This paper targets the Upper Cambrian Xixiangchi Formation in the eastern Sichuan Basin and performs analyses on drilling core samples and field outcrops, such as fluid inclusion, and geochemical tests.
(1) Reconstruct the diagenetic history of the deep dolomite reservoirs of the Xixiangchi Formation;
(2) Identify the specific diagenetic process and the corresponding diagenetic stage at which it occurs;
(3) Discuss the effects of various diagenetic processes on the formation and evolution of the deep dolomite reservoirs in the Xixiangchi Formation, and explore the relationships among these diagenetic processes.
2 Geological setting
The study area is located in the eastern Sichuan Basin of Southwest China Figure 1A. The Sichuan Basin lies on the relatively northwestern side of the Yangtze platform and is surrounded by the Daba and Micang Mountains in the north, the Longmen Mountain in the west, the Lou and Daliang Mountains in the south, and the Qiyue Mountain in the east (Zou et al., 2014; Wei et al., 2018; Jin et al., 2020). It is a subordinate structural unit of the Yangtze platform. The basin and basement are formed during the Yangtzeian, Caledonian, Hercynian, Indosinian, Yanshanian, and Himalayan (Deng, 1992; He et al., 2011; Li et al., 2011). The early basin is formed during the Indosinian stage, then affected by multi-stage tectonic movement such as the Himalayan folding movement, and finally evolves into the current large multi-cycle-superimposed rhombic structural basin (Wang and Jin, 2002; Liu et al., 2011; Li et al., 2019). According to the regional tectonic characteristics, current tectonic features, and previous studies, the Sichuan basin is divided, by two major fault systems, namely the Huangyingshan and Longquanshan fault systems, into three structural zones, which are composed of six subordinate structural belts, namely high and steep structure belt in the Eastern Sichuan, Low and steep structure in Southern Sichuan, Low and steep structure belt in Southwest Sichuan, High and steep structure belt in Western Sichuan, Low and slow structure belt in Northern Sichuan, and Gental structure belt in Central Sichuan (Zhou et al., 2016; Li et al., 2019; Li H. K. et al., 2019, 2020, Li et al., 2021; Jia et al., 2021) Figure 1A. The study area lies within high and steep structure belt in the Eastern Sichuan.
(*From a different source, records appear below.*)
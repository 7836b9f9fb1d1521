//! Schemas and type coercion
//!
//! A schema maps column names to declared types. Tables are typed from
//! creation onward; coercion runs only when untyped data enters the catalog
//! (registration, lazy load, rollback) and when literals are written.

mod coerce;
mod types;

pub use coerce::{coerce_value, convert, infer_schema, parse_date};
pub use types::{ColumnDef, DataType, Schema};
//! Untyped staging form used only at the persistence boundary

use super::table::{Column, Table};
use super::value::Value;
use crate::schema::DataType;

/// Header plus rows of optional text cells (None = empty field)
#[derive(Debug, Clone, PartialEq, Eq, Default)]
pub struct RawTable {
    pub header: Vec<String>,
    pub rows: Vec<Vec<Option<String>>>,
}

impl RawTable {
    pub fn new(header: Vec<String>) -> Self {
        Self {
            header,
            rows: Vec::new(),
        }
    }

    /// Lifts the raw cells into a TEXT-typed table; empty fields become Null
    pub fn into_table(self) -> Table {
        let columns = self
            .header
            .into_iter()
            .map(|name| Column::new(name, DataType::Text))
            .collect();
        let mut table = Table::new(columns);
        *table.rows_mut() = self
            .rows
            .into_iter()
            .map(|row| {
                row.into_iter()
                    .map(|cell| match cell {
                        Some(s) if !s.is_empty() => Value::Text(s),
                        _ => Value::Null,
                    })
                    .collect()
            })
            .collect();
        table
    }
}
//! Recursive-descent statement parser
//!
//! Consumes the token stream produced by the `sqlparser` tokenizer and builds
//! a `Statement`. The grammar is deliberately small:
//!
//! ```text
//! SELECT items FROM t [[INNER] JOIN t2 ON a = b] [WHERE cmp]
//!        [GROUP BY c, ...] [ORDER BY c [ASC|DESC], ...] [LIMIT n]
//! INSERT INTO t [(c, ...)] VALUES (lit, ...)[, (lit, ...)]
//! UPDATE t SET c = lit, ... [WHERE cmp]
//! DELETE FROM t [WHERE cmp]
//! CREATE TABLE [IF NOT EXISTS] t (c type, ...)
//! DROP TABLE [IF EXISTS] t
//! ```
//!
//! WHERE holds exactly one `column op literal` comparison. Compound
//! predicates, IN, LIKE, BETWEEN, outer joins, HAVING and OFFSET are
//! rejected as not supported rather than approximated.

use sqlparser::dialect::GenericDialect;
use sqlparser::tokenizer::{Token, Tokenizer};

use crate::error::{Error, Result};

use super::ast::*;

/// Words that cannot be used as bare identifiers or aliases
const RESERVED: &[&str] = &[
    "SELECT", "FROM", "WHERE", "JOIN", "INNER", "LEFT", "RIGHT", "FULL", "OUTER", "CROSS", "ON",
    "GROUP", "ORDER", "BY", "LIMIT", "OFFSET", "HAVING", "AS", "AND", "OR", "NOT", "IN", "LIKE",
    "BETWEEN", "IS", "VALUES", "SET", "INTO", "UNION", "ASC", "DESC", "DISTINCT",
];

/// Parses one SQL statement
pub fn parse(sql: &str) -> Result<Statement> {
    Parser::new(tokenize(sql)?).parse_statement()
}

/// Tokenizes raw SQL, dropping whitespace
pub fn tokenize(sql: &str) -> Result<Vec<Token>> {
    let dialect = GenericDialect {};
    let tokens = Tokenizer::new(&dialect, sql)
        .tokenize()
        .map_err(|e| Error::Parse(e.to_string()))?;
    Ok(tokens
        .into_iter()
        .filter(|t| !matches!(t, Token::Whitespace(_) | Token::EOF))
        .collect())
}

/// Parser over a whitespace-free token stream
pub struct Parser {
    tokens: Vec<Token>,
    pos: usize,
}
FIGURE 1. Geological survey of the study area. (A) Simplified map of the Sichuan Basin showing six subordinate structural belts. (B) The paleogeographic map of the Sichuan Basin and its adjacent areas during the Xixiangchi Formation (Modified from Li et al., 2016). The marked blue wells are sampling wells.
As the top lithostratigraphic unit of the Cambrian in the Sichuan Basin, the Xixiangchi Formation continuously overlies the Middle Cambrian Gaotai Formation and underlies the Lower Ordovician Tongzi Formation (Figure 2A). During the Xixiangchi Period, the Sichuan Basin presents itself as a relatively stable cratonic deposition area, which almost completely inherits the paleogeographic pattern of the early and middle Cambrian, except for the further expansion of the Kangtien, Motianling, and Hannan ancient lands that are closely adjacent to the western part of the basin (Feng et al., 2002; Zhang et al., 2010; Jia et al., 2021; Fan et al., 2022; Li et al., 2022).
FIGURE 2. Comprehensive histogram of strata in the study area. (A). Composite columnar section of the Presinian-Quaternary system of Sichuan Basin (Modified from Wei et al., 2018). (B). Comprehensive stratigraphy of Xixiangchi Formation.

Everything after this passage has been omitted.